**Required action**
What lines of the listing below contain the word "TargetAction"? Copy each of them out.

.....

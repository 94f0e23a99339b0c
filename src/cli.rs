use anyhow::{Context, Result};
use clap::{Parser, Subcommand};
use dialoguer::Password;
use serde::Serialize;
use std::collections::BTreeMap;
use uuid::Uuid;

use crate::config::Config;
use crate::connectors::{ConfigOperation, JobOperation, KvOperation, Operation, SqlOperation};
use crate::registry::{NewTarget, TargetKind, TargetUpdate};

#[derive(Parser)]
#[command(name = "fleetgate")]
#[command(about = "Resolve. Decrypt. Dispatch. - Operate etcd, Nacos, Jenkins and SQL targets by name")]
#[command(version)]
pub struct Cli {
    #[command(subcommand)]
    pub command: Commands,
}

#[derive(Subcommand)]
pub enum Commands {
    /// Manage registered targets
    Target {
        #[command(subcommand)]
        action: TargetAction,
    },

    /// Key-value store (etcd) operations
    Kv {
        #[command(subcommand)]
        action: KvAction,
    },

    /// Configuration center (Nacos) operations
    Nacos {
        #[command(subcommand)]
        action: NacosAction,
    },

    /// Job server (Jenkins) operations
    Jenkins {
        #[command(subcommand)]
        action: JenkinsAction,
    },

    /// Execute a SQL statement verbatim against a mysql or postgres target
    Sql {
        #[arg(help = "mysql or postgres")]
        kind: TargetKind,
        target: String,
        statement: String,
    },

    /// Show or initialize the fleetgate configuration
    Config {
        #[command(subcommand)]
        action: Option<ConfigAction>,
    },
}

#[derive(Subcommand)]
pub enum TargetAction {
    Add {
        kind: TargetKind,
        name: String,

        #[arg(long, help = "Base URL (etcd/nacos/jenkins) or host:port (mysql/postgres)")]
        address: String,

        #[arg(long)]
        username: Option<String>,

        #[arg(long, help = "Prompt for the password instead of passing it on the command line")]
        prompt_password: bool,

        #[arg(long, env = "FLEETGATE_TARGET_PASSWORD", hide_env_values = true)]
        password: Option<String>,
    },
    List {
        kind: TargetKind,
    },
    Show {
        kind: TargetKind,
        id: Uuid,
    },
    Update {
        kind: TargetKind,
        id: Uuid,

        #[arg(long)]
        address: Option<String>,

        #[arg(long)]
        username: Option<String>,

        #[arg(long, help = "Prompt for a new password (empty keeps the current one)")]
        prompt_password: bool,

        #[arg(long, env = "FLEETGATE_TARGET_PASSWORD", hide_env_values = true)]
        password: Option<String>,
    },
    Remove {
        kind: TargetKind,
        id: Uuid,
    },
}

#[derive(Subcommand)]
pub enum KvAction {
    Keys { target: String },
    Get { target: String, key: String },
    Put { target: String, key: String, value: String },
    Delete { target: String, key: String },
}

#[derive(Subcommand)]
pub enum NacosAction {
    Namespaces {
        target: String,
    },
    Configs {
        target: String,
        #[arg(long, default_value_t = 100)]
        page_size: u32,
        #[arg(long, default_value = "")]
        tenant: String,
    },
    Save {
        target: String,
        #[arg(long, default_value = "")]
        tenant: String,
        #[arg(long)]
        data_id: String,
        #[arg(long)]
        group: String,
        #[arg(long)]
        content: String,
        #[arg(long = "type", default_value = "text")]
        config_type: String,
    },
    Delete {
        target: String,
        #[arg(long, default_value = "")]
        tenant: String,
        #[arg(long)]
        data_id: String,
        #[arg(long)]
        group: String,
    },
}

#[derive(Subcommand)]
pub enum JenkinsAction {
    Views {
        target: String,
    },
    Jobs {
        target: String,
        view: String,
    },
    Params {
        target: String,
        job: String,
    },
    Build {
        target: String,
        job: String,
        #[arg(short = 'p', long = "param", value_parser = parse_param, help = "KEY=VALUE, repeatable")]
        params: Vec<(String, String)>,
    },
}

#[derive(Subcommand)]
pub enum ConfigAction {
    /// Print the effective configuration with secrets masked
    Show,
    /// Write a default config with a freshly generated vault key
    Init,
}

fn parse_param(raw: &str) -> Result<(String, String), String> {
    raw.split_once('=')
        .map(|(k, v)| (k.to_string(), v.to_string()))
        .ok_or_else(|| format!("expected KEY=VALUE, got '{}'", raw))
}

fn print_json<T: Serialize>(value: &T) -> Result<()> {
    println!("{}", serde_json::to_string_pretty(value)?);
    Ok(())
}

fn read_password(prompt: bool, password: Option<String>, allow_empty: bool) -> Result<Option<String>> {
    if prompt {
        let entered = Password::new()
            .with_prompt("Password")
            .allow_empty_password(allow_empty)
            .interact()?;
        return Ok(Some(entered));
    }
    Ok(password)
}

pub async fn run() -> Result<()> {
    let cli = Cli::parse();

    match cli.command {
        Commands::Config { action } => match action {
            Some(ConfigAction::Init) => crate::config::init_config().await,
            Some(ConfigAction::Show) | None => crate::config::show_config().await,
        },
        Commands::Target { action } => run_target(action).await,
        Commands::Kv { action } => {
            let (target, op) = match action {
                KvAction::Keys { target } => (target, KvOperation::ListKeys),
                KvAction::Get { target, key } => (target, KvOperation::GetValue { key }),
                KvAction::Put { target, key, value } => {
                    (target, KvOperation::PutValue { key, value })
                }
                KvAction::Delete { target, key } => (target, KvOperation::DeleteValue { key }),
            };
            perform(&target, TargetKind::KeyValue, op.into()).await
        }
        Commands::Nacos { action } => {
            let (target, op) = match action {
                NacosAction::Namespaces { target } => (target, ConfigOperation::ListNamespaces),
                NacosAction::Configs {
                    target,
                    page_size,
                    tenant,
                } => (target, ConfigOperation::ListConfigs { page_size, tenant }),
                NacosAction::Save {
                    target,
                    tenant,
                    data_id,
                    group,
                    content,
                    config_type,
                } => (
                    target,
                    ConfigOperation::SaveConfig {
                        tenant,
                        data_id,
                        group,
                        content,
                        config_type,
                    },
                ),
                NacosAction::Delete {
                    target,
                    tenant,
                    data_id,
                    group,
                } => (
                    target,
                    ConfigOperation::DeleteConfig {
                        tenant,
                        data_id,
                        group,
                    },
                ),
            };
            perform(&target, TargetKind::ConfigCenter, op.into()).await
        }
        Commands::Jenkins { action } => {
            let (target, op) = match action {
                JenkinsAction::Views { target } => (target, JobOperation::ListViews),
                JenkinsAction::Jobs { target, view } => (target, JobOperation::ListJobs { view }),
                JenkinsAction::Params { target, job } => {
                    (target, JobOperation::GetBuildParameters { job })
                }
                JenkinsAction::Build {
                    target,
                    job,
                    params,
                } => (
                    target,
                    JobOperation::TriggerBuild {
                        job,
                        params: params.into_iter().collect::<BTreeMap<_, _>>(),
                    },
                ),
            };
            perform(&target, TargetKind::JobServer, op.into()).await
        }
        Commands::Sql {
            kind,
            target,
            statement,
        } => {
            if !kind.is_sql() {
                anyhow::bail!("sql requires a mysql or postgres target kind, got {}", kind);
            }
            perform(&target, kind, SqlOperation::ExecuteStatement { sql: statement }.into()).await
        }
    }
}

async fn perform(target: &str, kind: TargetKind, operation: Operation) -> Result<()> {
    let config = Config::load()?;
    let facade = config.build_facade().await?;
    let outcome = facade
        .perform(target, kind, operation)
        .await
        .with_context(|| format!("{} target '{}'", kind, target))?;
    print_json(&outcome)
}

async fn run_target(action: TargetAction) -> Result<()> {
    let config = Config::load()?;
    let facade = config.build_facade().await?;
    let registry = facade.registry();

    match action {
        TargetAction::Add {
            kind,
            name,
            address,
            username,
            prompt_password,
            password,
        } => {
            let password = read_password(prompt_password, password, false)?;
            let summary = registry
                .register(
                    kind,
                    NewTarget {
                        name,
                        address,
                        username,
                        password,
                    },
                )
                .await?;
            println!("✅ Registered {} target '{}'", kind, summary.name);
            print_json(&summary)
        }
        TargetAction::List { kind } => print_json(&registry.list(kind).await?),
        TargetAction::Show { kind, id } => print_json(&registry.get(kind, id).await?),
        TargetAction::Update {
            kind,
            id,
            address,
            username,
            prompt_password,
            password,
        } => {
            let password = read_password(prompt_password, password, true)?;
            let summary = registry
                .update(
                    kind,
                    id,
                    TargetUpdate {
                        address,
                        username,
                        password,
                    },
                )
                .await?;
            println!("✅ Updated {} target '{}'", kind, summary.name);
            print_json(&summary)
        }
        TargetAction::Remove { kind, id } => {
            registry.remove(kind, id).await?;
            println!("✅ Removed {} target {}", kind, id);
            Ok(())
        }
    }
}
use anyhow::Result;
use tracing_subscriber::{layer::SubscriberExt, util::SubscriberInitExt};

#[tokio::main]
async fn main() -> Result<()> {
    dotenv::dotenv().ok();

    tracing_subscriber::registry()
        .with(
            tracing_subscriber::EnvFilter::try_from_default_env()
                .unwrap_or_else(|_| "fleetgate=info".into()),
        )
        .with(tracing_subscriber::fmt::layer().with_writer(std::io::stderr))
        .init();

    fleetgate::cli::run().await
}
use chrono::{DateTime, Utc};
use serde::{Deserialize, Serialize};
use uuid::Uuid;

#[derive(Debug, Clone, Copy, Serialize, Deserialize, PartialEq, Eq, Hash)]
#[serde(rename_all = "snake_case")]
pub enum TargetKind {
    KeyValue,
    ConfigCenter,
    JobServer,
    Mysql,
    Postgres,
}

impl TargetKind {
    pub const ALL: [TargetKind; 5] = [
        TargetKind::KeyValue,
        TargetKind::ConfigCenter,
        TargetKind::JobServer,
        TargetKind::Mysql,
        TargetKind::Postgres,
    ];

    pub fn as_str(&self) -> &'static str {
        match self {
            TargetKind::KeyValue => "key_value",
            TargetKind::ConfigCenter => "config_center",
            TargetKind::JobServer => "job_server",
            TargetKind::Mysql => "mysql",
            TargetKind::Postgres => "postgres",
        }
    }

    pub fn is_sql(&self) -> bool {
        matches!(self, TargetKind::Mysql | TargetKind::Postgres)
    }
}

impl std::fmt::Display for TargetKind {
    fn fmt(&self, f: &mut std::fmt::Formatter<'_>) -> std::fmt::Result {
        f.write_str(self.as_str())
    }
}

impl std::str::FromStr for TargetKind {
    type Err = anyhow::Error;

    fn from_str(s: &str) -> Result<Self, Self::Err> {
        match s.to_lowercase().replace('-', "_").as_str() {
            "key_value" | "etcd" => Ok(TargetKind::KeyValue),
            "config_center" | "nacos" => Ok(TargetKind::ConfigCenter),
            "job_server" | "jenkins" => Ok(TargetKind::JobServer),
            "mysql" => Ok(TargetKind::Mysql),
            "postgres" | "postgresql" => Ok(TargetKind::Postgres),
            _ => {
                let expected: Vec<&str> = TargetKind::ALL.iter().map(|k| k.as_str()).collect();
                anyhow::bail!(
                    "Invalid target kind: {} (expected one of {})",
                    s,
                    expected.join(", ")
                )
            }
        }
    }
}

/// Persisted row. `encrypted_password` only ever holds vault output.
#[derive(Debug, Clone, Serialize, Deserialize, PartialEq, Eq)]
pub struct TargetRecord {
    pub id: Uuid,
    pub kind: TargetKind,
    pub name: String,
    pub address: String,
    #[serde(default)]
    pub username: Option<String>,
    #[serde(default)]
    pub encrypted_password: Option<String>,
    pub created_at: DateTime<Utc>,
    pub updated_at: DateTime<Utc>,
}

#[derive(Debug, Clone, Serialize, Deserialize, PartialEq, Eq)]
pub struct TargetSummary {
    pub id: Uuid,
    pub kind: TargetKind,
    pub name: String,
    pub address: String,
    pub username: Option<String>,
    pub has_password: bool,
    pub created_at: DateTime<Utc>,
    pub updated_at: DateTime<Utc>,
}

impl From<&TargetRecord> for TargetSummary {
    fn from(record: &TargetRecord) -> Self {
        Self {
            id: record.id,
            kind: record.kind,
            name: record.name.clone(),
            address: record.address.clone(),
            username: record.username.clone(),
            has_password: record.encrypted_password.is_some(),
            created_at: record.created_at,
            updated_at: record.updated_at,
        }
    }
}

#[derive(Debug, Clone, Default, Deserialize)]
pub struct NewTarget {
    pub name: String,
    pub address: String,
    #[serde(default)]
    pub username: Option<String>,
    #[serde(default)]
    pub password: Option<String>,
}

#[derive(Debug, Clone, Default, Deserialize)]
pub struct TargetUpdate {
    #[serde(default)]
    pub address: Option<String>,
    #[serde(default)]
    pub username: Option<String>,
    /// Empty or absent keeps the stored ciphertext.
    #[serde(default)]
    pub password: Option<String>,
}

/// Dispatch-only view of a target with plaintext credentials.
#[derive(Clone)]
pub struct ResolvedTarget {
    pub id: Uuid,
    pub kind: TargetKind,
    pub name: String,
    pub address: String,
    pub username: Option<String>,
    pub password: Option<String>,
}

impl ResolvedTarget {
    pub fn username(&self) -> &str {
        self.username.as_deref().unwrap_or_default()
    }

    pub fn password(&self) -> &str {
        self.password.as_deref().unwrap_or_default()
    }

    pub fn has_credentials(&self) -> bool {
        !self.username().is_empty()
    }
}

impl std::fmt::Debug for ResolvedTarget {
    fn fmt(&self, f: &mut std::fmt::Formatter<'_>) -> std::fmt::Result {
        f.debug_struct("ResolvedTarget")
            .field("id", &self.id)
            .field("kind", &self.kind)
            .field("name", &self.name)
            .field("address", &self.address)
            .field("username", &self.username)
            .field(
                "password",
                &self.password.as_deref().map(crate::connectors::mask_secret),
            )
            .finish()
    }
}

.....

**Answer**
        action: TargetAction,
pub enum TargetAction {
async fn run_target(action: TargetAction) -> Result<()> {
        TargetAction::Add {
        TargetAction::List { kind } => print_json(&registry.list(kind).await?),
        TargetAction::Show { kind, id } => print_json(&registry.get(kind, id).await?),
        TargetAction::Update {
        TargetAction::Remove { kind, id } => {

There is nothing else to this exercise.